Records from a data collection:
Start of Block

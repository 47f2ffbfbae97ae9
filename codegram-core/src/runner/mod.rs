//! Orchestration of lexing, translation, modeling and evaluation.
//!
//! [`ModelRunner`] ties a model, a lexer runner and a vocabulary together
//! and exposes corpus-level operations: training, entropy evaluation,
//! prediction evaluation and text completion.

mod local_global;
mod stats;

pub use local_global::LocalGlobalRunner;
pub use stats::Summary;

use std::cell::RefCell;
use std::path::{Path, PathBuf};
use std::rc::Rc;

use rand::Rng;
use tracing::{debug, info, warn};

use crate::error::{Error, Result};
use crate::lexing::LexerRunner;
use crate::model::persist::{self, VOCABULARY_FILE};
use crate::model::{Model, ProbConf};
use crate::vocabulary::{Vocabulary, END_OF_STRING};

/// Default number of ranked candidates a prediction is judged against.
pub const DEFAULT_PREDICTION_CUTOFF: usize = 10;
/// Default ceiling on tokens appended by completion.
pub const DEFAULT_COMPLETION_CAP: usize = 100;

/// Collapse a probability/confidence pair into a single probability:
/// the confident part of the estimate plus the unconfident remainder
/// spread uniformly over the vocabulary.
pub fn to_probability(scored: ProbConf, vocabulary_size: usize) -> f64 {
	let uniform = if vocabulary_size == 0 {
		0.0
	} else {
		1.0 / vocabulary_size as f64
	};
	scored.prob * scored.conf + (1.0 - scored.conf) * uniform
}

/// Shannon information content of a probability, in bits.
pub fn to_entropy(probability: f64) -> f64 {
	-probability.log2()
}

/// Reciprocal rank of the actual token within the ranked candidates,
/// zero when absent.
pub fn to_mrr(rank: Option<usize>) -> f64 {
	match rank {
		Some(rank) => 1.0 / (rank + 1) as f64,
		None => 0.0,
	}
}

/// Translate lexed lines into index sequences, one per unit: per line, or
/// one flattened sequence for the whole file.
fn sequences(
	vocabulary: &RefCell<Vocabulary>,
	lines: Vec<Vec<String>>,
	per_line: bool,
) -> Vec<Vec<usize>> {
	let mut vocabulary = vocabulary.borrow_mut();
	if per_line {
		lines
			.into_iter()
			.map(|line| vocabulary.to_indices(line))
			.collect()
	} else {
		vec![vocabulary.to_indices(lines.into_iter().flatten())]
	}
}

/// Teach `model` everything under `path` (a file or a directory), notifying
/// it per file. Unreadable files are skipped with a warning. Returns the
/// number of tokens learned.
pub(crate) fn learn_path(
	model: &mut dyn Model,
	lexer: &LexerRunner,
	vocabulary: &RefCell<Vocabulary>,
	path: &Path,
) -> u64 {
	let mut tokens = 0;
	for lexed in lexer.lex_directory(path) {
		match lexed {
			Ok((file, lines)) => {
				model.notify(&file);
				for sequence in sequences(vocabulary, lines, lexer.per_line()) {
					tokens += sequence.len() as u64;
					model.learn(&sequence);
				}
			}
			Err(err) => warn!(error = %err, "skipping unreadable file"),
		}
	}
	tokens
}

/// Remove everything under `path` (a file or a directory) from `model`.
/// Returns the number of tokens forgotten.
pub(crate) fn forget_path(
	model: &mut dyn Model,
	lexer: &LexerRunner,
	vocabulary: &RefCell<Vocabulary>,
	path: &Path,
) -> u64 {
	let mut tokens = 0;
	for lexed in lexer.lex_directory(path) {
		match lexed {
			Ok((_, lines)) => {
				for sequence in sequences(vocabulary, lines, lexer.per_line()) {
					tokens += sequence.len() as u64;
					model.forget(&sequence);
				}
			}
			Err(err) => warn!(error = %err, "skipping unreadable file"),
		}
	}
	tokens
}

/// Knobs for text completion.
pub struct CompletionOptions {
	/// Hard cap on appended tokens, in case no end-of-sentence is reached.
	pub max_tokens: usize,
	/// Probability of sampling the next token from the candidate
	/// distribution instead of taking the top candidate. Must lie in
	/// `[0, 1]`.
	pub randomness: f64,
}

impl Default for CompletionOptions {
	fn default() -> Self {
		CompletionOptions {
			max_tokens: DEFAULT_COMPLETION_CAP,
			randomness: 0.0,
		}
	}
}

#[derive(Clone, Copy)]
enum Evaluation {
	Entropy,
	Rank,
}

/// Drives a model over files, directories and raw content.
///
/// # Responsibilities
/// - Lex and translate input, then hand index sequences to the model at
///   the granularity fixed by the lexer runner (per line or whole file).
/// - Notify the model exactly once per file, before any of its content.
/// - Evaluate: per-token entropies from the probability/confidence
///   reduction, and per-token reciprocal ranks from ranked predictions.
/// - Self-testing: forget each unit before scoring it and re-learn it
///   afterwards, so a model trained on a corpus can be evaluated on that
///   same corpus without leakage.
/// - Keep evaluation from polluting the vocabulary, by checkpointing it
///   around scoring and rolling back afterwards.
pub struct ModelRunner<M: Model = Box<dyn Model>> {
	model: M,
	lexer: Rc<LexerRunner>,
	vocabulary: Rc<RefCell<Vocabulary>>,
	self_testing: bool,
	prediction_cutoff: usize,
}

End of Block

▶ [TASK ITEM]: Provide a verbatim reproduction of all the records.

▶ [SOLVED PROBLEM]:
repository 47f2ffbfbae97ae9
filename codegram-core/src/runner/mod.rs
//! Orchestration of lexing, translation, modeling and evaluation.
//!
//! [`ModelRunner`] ties a model, a lexer runner and a vocabulary together
//! and exposes corpus-level operations: training, entropy evaluation,
//! prediction evaluation and text completion.

mod local_global;
mod stats;

pub use local_global::LocalGlobalRunner;
pub use stats::Summary;

use std::cell::RefCell;
use std::path::{Path, PathBuf};
use std::rc::Rc;

use rand::Rng;
use tracing::{debug, info, warn};

use crate::error::{Error, Result};
use crate::lexing::LexerRunner;
use crate::model::persist::{self, VOCABULARY_FILE};
use crate::model::{Model, ProbConf};
use crate::vocabulary::{Vocabulary, END_OF_STRING};

/// Default number of ranked candidates a prediction is judged against.
pub const DEFAULT_PREDICTION_CUTOFF: usize = 10;
/// Default ceiling on tokens appended by completion.
pub const DEFAULT_COMPLETION_CAP: usize = 100;

/// Collapse a probability/confidence pair into a single probability:
/// the confident part of the estimate plus the unconfident remainder
/// spread uniformly over the vocabulary.
pub fn to_probability(scored: ProbConf, vocabulary_size: usize) -> f64 {
	let uniform = if vocabulary_size == 0 {
		0.0
	} else {
		1.0 / vocabulary_size as f64
	};
	scored.prob * scored.conf + (1.0 - scored.conf) * uniform
}

/// Shannon information content of a probability, in bits.
pub fn to_entropy(probability: f64) -> f64 {
	-probability.log2()
}

/// Reciprocal rank of the actual token within the ranked candidates,
/// zero when absent.
pub fn to_mrr(rank: Option<usize>) -> f64 {
	match rank {
		Some(rank) => 1.0 / (rank + 1) as f64,
		None => 0.0,
	}
}

/// Translate lexed lines into index sequences, one per unit: per line, or
/// one flattened sequence for the whole file.
fn sequences(
	vocabulary: &RefCell<Vocabulary>,
	lines: Vec<Vec<String>>,
	per_line: bool,
) -> Vec<Vec<usize>> {
	let mut vocabulary = vocabulary.borrow_mut();
	if per_line {
		lines
			.into_iter()
			.map(|line| vocabulary.to_indices(line))
			.collect()
	} else {
		vec![vocabulary.to_indices(lines.into_iter().flatten())]
	}
}

/// Teach `model` everything under `path` (a file or a directory), notifying
/// it per file. Unreadable files are skipped with a warning. Returns the
/// number of tokens learned.
pub(crate) fn learn_path(
	model: &mut dyn Model,
	lexer: &LexerRunner,
	vocabulary: &RefCell<Vocabulary>,
	path: &Path,
) -> u64 {
	let mut tokens = 0;
	for lexed in lexer.lex_directory(path) {
		match lexed {
			Ok((file, lines)) => {
				model.notify(&file);
				for sequence in sequences(vocabulary, lines, lexer.per_line()) {
					tokens += sequence.len() as u64;
					model.learn(&sequence);
				}
			}
			Err(err) => warn!(error = %err, "skipping unreadable file"),
		}
	}
	tokens
}

/// Remove everything under `path` (a file or a directory) from `model`.
/// Returns the number of tokens forgotten.
pub(crate) fn forget_path(
	model: &mut dyn Model,
	lexer: &LexerRunner,
	vocabulary: &RefCell<Vocabulary>,
	path: &Path,
) -> u64 {
	let mut tokens = 0;
	for lexed in lexer.lex_directory(path) {
		match lexed {
			Ok((_, lines)) => {
				for sequence in sequences(vocabulary, lines, lexer.per_line()) {
					tokens += sequence.len() as u64;
					model.forget(&sequence);
				}
			}
			Err(err) => warn!(error = %err, "skipping unreadable file"),
		}
	}
	tokens
}

/// Knobs for text completion.
pub struct CompletionOptions {
	/// Hard cap on appended tokens, in case no end-of-sentence is reached.
	pub max_tokens: usize,
	/// Probability of sampling the next token from the candidate
	/// distribution instead of taking the top candidate. Must lie in
	/// `[0, 1]`.
	pub randomness: f64,
}

impl Default for CompletionOptions {
	fn default() -> Self {
		CompletionOptions {
			max_tokens: DEFAULT_COMPLETION_CAP,
			randomness: 0.0,
		}
	}
}

#[derive(Clone, Copy)]
enum Evaluation {
	Entropy,
	Rank,
}

/// Drives a model over files, directories and raw content.
///
/// # Responsibilities
/// - Lex and translate input, then hand index sequences to the model at
///   the granularity fixed by the lexer runner (per line or whole file).
/// - Notify the model exactly once per file, before any of its content.
/// - Evaluate: per-token entropies from the probability/confidence
///   reduction, and per-token reciprocal ranks from ranked predictions.
/// - Self-testing: forget each unit before scoring it and re-learn it
///   afterwards, so a model trained on a corpus can be evaluated on that
///   same corpus without leakage.
/// - Keep evaluation from polluting the vocabulary, by checkpointing it
///   around scoring and rolling back afterwards.
pub struct ModelRunner<M: Model = Box<dyn Model>> {
	model: M,
	lexer: Rc<LexerRunner>,
	vocabulary: Rc<RefCell<Vocabulary>>,
	self_testing: bool,
	prediction_cutoff: usize,
}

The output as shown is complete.